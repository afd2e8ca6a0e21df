use serde::{Deserialize, Serialize};
use std::ops::Deref;

#[derive(Debug, Clone, Deserialize, Serialize, PartialEq, Eq)]
#[serde(try_from = "Vec<T>", into = "Vec<T>")]
pub struct NonEmptyVec<T: Clone>(Vec<T>);

#[derive(Debug, Clone, thiserror::Error)]
pub enum Error {
    #[error("expected a non-empty array")]
    Empty,
}

impl<T: Clone> NonEmptyVec<T> {
    pub fn new(t: T) -> Self {
        Self(vec![t])
    }

    pub fn maybe_new(v: Vec<T>) -> Option<Self> {
        Self::try_from(v).ok()
    }

    pub fn push(&mut self, t: T) {
        self.0.push(t)
    }

    pub fn first(&self) -> &T {
        // Never empty, by construction.
        &self.0[0]
    }

    pub fn into_inner(self) -> Vec<T> {
        self.0
    }
}

impl<T: Clone> TryFrom<Vec<T>> for NonEmptyVec<T> {
    type Error = Error;

    fn try_from(v: Vec<T>) -> Result<NonEmptyVec<T>, Error> {
        if v.is_empty() {
            return Err(Error::Empty);
        }
        Ok(NonEmptyVec(v))
    }
}

impl<T: Clone> From<NonEmptyVec<T>> for Vec<T> {
    fn from(NonEmptyVec(v): NonEmptyVec<T>) -> Vec<T> {
        v
    }
}

impl<T: Clone> AsRef<[T]> for NonEmptyVec<T> {
    fn as_ref(&self) -> &[T] {
        &self.0
    }
}

impl<T: Clone> Deref for NonEmptyVec<T> {
    type Target = [T];

    fn deref(&self) -> &[T] {
        &self.0
    }
}

#[cfg(test)]
mod test {
    use super::*;

    #[test]
    fn empty_vec_is_rejected() {
        assert!(NonEmptyVec::<u8>::try_from(vec![]).is_err());
        assert!(NonEmptyVec::<u8>::maybe_new(vec![]).is_none());
    }

    #[test]
    fn keeps_order() {
        let mut v = NonEmptyVec::new(1);
        v.push(2);
        v.push(3);
        assert_eq!(*v.first(), 1);
        assert_eq!(v.into_inner(), vec![1, 2, 3]);
    }
}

════

# EXERCISE REQUIREMENTS
You are asked to copy all of the entries above exactly.

# EXERCISE SOLUTION
repository afd2e8ca6a0e21df
use serde::{Deserialize, Serialize};
use std::ops::Deref;

#[derive(Debug, Clone, Deserialize, Serialize, PartialEq, Eq)]
#[serde(try_from = "Vec<T>", into = "Vec<T>")]
pub struct NonEmptyVec<T: Clone>(Vec<T>);

#[derive(Debug, Clone, thiserror::Error)]
pub enum Error {
    #[error("expected a non-empty array")]
    Empty,
}

impl<T: Clone> NonEmptyVec<T> {
    pub fn new(t: T) -> Self {
        Self(vec![t])
    }

    pub fn maybe_new(v: Vec<T>) -> Option<Self> {
        Self::try_from(v).ok()
    }

    pub fn push(&mut self, t: T) {
        self.0.push(t)
    }

    pub fn first(&self) -> &T {
        // Never empty, by construction.
        &self.0[0]
    }

    pub fn into_inner(self) -> Vec<T> {
        self.0
    }
}

impl<T: Clone> TryFrom<Vec<T>> for NonEmptyVec<T> {
    type Error = Error;

    fn try_from(v: Vec<T>) -> Result<NonEmptyVec<T>, Error> {
        if v.is_empty() {
            return Err(Error::Empty);
        }
        Ok(NonEmptyVec(v))
    }
}

impl<T: Clone> From<NonEmptyVec<T>> for Vec<T> {
    fn from(NonEmptyVec(v): NonEmptyVec<T>) -> Vec<T> {
        v
    }
}

impl<T: Clone> AsRef<[T]> for NonEmptyVec<T> {
    fn as_ref(&self) -> &[T] {
        &self.0
    }
}

impl<T: Clone> Deref for NonEmptyVec<T> {
    type Target = [T];

    fn deref(&self) -> &[T] {
        &self.0
    }
}

#[cfg(test)]
mod test {
    use super::*;

    #[test]
    fn empty_vec_is_rejected() {
        assert!(NonEmptyVec::<u8>::try_from(vec![]).is_err());
        assert!(NonEmptyVec::<u8>::maybe_new(vec![]).is_none());
    }

    #[test]
    fn keeps_order() {
        let mut v = NonEmptyVec::new(1);
        v.push(2);
        v.push(3);
        assert_eq!(*v.first(), 1);
        assert_eq!(v.into_inner(), vec![1, 2, 3]);
    }
}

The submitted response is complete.